» What the task requires:
A word-for-word repetition of all the entries is needed.

» Dataset:
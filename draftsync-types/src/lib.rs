//! Core type definitions for draftsync.
//!
//! This crate defines the value types shared by the diff engine and the
//! sync orchestrator:
//! - Remote identifiers and resource identifiers (by id or by key)
//! - Localized strings
//! - Drafts (desired state) and entities (existing remote state) for
//!   products and channels
//! - Update actions, the named instructions applied remotely
//!
//! Nothing here performs I/O or holds state between calls.

mod action;
mod channel;
mod ids;
mod localized;
mod product;
mod reference;

pub use action::{ChannelAction, ProductAction};
pub use channel::{Channel, ChannelDraft, ChannelRole};
pub use ids::ResourceId;
pub use localized::LocalizedString;
pub use product::{
    Asset, AssetSource, CategoryOrderHints, Image, ImageDimensions, Money, Price,
    Product, ProductDraft, ProductVariant, ProductVariantDraft, SearchKeywords,
};
pub use reference::ResourceIdentifier;

/// Returns true when `value` is absent, empty or only whitespace.
pub fn is_blank(value: Option<&str>) -> bool {
    value.is_none_or(|v| v.trim().is_empty())
}
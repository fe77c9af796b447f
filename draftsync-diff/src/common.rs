//! Building blocks shared by every entity diff.

/// Emits the action built by `make` only when `old` and `new` differ.
///
/// This is the single field rule of the engine: value equality, with two
/// absent values counting as equal.
pub fn build_update_action<T, A>(old: &T, new: &T, make: impl FnOnce() -> A) -> Option<A>
where
    T: PartialEq + ?Sized,
{
    (old != new).then(make)
}

/// Elements of `left` that have no counterpart in `right` under `same`,
/// in `left`'s iteration order and without repeats.
pub fn difference_by<'a, T>(
    left: &'a [T],
    right: &[T],
    same: impl Fn(&T, &T) -> bool,
) -> Vec<&'a T> {
    let mut result: Vec<&T> = Vec::new();
    for candidate in left {
        let in_right = right.iter().any(|r| same(candidate, r));
        let already_taken = result.iter().any(|taken| same(candidate, *taken));
        if !in_right && !already_taken {
            result.push(candidate);
        }
    }
    result
}

/// Removal and addition actions for an unordered set: one remove per element
/// only in `old`, then one add per element only in `new`.
pub(crate) fn build_set_actions<T, A>(
    old: &[T],
    new: &[T],
    same: impl Fn(&T, &T) -> bool,
    remove: impl Fn(&T) -> A,
    add: impl Fn(&T) -> A,
) -> Vec<A> {
    let removed = difference_by(old, new, &same);
    let added = difference_by(new, old, &same);
    removed
        .into_iter()
        .map(remove)
        .chain(added.into_iter().map(add))
        .collect()
}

» Problem solution:
filename draftsync-types/src/lib.rs
//! Core type definitions for draftsync.
//!
//! This crate defines the value types shared by the diff engine and the
//! sync orchestrator:
//! - Remote identifiers and resource identifiers (by id or by key)
//! - Localized strings
//! - Drafts (desired state) and entities (existing remote state) for
//!   products and channels
//! - Update actions, the named instructions applied remotely
//!
//! Nothing here performs I/O or holds state between calls.

mod action;
mod channel;
mod ids;
mod localized;
mod product;
mod reference;

pub use action::{ChannelAction, ProductAction};
pub use channel::{Channel, ChannelDraft, ChannelRole};
pub use ids::ResourceId;
pub use localized::LocalizedString;
pub use product::{
    Asset, AssetSource, CategoryOrderHints, Image, ImageDimensions, Money, Price,
    Product, ProductDraft, ProductVariant, ProductVariantDraft, SearchKeywords,
};
pub use reference::ResourceIdentifier;

/// Returns true when `value` is absent, empty or only whitespace.
pub fn is_blank(value: Option<&str>) -> bool {
    value.is_none_or(|v| v.trim().is_empty())
}
repository fe77c9af796b447f
filename draftsync-diff/src/common.rs
//! Building blocks shared by every entity diff.

/// Emits the action built by `make` only when `old` and `new` differ.
///
/// This is the single field rule of the engine: value equality, with two
/// absent values counting as equal.
pub fn build_update_action<T, A>(old: &T, new: &T, make: impl FnOnce() -> A) -> Option<A>
where
    T: PartialEq + ?Sized,
{
    (old != new).then(make)
}

/// Elements of `left` that have no counterpart in `right` under `same`,
/// in `left`'s iteration order and without repeats.
pub fn difference_by<'a, T>(
    left: &'a [T],
    right: &[T],
    same: impl Fn(&T, &T) -> bool,
) -> Vec<&'a T> {
    let mut result: Vec<&T> = Vec::new();
    for candidate in left {
        let in_right = right.iter().any(|r| same(candidate, r));
        let already_taken = result.iter().any(|taken| same(candidate, *taken));
        if !in_right && !already_taken {
            result.push(candidate);
        }
    }
    result
}

/// Removal and addition actions for an unordered set: one remove per element
/// only in `old`, then one add per element only in `new`.
pub(crate) fn build_set_actions<T, A>(
    old: &[T],
    new: &[T],
    same: impl Fn(&T, &T) -> bool,
    remove: impl Fn(&T) -> A,
    add: impl Fn(&T) -> A,
) -> Vec<A> {
    let removed = difference_by(old, new, &same);
    let added = difference_by(new, old, &same);
    removed
        .into_iter()
        .map(remove)
        .chain(added.into_iter().map(add))
        .collect()
}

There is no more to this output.